+++ Supplied information

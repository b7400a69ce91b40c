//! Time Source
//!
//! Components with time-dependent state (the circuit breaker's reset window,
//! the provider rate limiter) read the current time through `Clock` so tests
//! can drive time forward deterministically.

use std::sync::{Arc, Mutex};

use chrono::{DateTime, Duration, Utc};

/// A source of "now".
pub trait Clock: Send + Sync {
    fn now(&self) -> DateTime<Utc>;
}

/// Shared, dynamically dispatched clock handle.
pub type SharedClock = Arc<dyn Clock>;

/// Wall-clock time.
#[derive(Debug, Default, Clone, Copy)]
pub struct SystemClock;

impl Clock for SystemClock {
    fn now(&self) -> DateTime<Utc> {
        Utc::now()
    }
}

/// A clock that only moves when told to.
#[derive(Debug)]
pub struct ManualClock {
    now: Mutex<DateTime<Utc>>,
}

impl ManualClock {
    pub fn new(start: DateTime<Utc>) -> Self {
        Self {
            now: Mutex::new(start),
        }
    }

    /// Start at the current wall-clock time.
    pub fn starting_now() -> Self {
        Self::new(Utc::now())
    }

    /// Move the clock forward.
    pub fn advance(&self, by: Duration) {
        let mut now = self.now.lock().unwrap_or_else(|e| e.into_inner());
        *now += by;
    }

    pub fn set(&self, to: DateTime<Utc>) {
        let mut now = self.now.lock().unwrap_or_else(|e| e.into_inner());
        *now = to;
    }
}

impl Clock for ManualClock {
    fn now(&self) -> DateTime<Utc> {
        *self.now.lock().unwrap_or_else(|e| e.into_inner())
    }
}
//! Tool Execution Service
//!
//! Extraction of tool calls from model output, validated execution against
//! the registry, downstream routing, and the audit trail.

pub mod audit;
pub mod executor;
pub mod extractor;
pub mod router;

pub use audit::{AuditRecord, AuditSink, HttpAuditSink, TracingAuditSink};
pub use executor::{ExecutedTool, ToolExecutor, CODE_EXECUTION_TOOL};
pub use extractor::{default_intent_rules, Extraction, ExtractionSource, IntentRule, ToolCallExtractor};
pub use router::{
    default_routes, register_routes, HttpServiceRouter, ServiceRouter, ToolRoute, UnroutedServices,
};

++++++
+++ Supplied information

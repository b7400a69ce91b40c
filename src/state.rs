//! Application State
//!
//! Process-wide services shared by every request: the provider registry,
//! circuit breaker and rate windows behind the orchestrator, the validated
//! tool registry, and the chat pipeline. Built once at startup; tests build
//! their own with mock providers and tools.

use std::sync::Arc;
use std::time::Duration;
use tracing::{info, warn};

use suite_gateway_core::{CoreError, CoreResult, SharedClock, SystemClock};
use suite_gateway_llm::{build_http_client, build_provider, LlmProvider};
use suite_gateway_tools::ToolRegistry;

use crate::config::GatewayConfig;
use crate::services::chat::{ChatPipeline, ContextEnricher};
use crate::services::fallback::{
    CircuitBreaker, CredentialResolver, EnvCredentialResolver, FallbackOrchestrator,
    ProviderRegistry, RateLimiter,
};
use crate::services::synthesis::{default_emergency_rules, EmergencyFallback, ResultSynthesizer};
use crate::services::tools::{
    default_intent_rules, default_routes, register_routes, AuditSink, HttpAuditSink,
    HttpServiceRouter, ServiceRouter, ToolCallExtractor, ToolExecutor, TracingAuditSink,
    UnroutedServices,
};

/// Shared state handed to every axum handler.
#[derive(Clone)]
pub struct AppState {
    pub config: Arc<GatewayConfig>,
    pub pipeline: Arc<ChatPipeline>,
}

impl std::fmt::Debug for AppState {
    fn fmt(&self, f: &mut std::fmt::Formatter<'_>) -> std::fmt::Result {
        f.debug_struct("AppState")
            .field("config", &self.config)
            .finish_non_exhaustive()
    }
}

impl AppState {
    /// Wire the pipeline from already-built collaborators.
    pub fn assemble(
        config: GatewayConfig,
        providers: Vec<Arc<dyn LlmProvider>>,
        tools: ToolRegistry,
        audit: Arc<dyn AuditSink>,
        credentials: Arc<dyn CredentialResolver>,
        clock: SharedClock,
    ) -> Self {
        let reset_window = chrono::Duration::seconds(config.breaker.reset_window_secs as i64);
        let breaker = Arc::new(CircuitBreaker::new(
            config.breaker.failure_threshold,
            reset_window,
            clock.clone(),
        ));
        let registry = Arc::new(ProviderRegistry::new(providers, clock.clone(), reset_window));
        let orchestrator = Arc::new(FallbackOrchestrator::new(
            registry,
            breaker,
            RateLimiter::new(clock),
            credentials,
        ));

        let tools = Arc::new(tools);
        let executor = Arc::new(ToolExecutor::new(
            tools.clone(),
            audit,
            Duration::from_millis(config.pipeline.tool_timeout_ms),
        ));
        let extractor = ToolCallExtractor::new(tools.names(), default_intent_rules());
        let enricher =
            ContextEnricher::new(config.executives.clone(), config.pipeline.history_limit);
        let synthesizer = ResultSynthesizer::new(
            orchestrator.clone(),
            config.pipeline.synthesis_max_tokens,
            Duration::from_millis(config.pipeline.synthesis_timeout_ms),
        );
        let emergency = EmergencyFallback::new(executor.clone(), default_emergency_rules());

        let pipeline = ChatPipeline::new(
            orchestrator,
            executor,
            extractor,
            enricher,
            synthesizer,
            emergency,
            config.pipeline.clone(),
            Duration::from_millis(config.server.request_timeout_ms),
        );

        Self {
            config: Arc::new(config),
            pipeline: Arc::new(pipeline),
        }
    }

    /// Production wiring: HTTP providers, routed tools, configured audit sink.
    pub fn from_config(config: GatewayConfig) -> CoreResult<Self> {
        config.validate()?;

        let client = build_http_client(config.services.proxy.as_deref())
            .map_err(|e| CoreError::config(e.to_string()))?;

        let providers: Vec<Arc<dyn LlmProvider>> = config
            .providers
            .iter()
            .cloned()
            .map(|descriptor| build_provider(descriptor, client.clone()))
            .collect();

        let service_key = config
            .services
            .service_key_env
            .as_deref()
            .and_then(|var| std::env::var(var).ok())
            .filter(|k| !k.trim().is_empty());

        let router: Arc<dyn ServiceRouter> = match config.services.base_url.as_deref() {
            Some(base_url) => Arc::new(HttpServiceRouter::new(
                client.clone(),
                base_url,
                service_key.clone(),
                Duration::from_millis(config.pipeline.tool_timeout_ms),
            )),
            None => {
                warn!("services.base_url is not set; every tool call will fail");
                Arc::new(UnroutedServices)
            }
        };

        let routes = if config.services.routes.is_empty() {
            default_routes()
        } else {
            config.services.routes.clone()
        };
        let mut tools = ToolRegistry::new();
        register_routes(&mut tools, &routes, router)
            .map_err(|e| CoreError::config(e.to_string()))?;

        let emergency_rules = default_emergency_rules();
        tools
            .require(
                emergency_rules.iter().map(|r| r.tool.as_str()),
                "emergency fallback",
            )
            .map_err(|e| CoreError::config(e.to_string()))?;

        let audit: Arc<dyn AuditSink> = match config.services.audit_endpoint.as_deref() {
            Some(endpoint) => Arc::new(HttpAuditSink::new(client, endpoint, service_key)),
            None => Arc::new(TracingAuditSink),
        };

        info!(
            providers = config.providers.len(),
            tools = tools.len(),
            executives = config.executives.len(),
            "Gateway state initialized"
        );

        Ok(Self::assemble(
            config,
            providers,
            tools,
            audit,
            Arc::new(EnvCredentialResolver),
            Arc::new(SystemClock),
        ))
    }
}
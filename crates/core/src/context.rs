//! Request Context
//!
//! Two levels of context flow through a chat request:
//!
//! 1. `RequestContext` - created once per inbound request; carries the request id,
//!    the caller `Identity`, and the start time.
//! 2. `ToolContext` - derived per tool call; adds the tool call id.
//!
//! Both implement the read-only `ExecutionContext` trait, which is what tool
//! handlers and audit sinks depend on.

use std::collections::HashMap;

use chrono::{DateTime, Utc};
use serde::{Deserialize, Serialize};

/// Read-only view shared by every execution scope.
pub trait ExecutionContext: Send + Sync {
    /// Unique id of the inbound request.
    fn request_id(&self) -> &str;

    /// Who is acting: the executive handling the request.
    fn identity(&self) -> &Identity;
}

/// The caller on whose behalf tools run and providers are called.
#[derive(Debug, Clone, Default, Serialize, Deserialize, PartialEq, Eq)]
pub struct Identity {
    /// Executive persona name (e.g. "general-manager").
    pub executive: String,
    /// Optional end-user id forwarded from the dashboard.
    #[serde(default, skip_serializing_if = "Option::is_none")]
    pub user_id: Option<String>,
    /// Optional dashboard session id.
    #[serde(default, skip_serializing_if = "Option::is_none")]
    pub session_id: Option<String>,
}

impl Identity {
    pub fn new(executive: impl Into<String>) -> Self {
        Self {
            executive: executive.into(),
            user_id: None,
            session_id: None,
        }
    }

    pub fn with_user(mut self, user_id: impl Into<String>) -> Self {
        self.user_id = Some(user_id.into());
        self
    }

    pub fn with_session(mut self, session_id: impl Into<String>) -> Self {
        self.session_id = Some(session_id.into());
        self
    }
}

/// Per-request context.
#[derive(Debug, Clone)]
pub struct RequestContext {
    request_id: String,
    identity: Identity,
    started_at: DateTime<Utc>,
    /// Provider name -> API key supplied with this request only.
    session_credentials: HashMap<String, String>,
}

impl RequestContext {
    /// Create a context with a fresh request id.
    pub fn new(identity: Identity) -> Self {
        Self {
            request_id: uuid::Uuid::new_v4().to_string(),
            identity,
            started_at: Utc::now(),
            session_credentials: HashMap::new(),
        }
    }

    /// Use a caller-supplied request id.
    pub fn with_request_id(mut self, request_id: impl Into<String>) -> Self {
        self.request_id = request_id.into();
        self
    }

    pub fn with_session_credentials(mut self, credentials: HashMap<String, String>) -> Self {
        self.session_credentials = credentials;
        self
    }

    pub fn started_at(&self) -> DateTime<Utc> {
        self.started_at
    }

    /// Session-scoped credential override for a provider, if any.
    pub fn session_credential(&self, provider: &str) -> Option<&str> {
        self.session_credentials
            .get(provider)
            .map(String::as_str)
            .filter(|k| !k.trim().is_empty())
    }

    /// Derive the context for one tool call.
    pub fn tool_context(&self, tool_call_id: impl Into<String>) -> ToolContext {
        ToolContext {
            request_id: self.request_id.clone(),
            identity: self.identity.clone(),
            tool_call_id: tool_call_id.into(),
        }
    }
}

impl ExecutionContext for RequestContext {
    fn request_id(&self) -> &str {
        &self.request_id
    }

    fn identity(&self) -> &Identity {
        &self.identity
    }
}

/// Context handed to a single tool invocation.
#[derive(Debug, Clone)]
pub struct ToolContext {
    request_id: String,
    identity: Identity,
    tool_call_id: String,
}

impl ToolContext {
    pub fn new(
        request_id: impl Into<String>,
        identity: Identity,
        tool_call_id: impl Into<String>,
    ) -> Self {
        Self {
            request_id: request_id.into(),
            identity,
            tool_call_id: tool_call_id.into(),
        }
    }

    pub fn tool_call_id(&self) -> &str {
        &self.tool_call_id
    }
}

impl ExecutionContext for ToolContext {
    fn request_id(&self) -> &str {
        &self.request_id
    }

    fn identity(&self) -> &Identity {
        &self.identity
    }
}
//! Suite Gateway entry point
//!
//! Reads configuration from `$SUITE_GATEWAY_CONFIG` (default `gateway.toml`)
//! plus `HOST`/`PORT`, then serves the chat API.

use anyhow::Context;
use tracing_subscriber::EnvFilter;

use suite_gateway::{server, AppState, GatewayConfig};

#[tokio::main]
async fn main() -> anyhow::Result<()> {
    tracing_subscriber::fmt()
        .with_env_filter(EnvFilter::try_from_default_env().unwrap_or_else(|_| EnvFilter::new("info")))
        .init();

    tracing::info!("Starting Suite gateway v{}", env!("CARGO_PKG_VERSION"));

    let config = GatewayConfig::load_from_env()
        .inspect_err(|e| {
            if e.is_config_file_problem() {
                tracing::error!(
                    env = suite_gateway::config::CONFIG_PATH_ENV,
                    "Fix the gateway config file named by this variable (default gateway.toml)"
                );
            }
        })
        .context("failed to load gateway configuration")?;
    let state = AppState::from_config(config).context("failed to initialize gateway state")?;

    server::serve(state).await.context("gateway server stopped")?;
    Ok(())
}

++++++

Find every line of the data that holds the string "TracingAuditSink", then say how many there are and nothing else.

> _Solution for this exercise_
3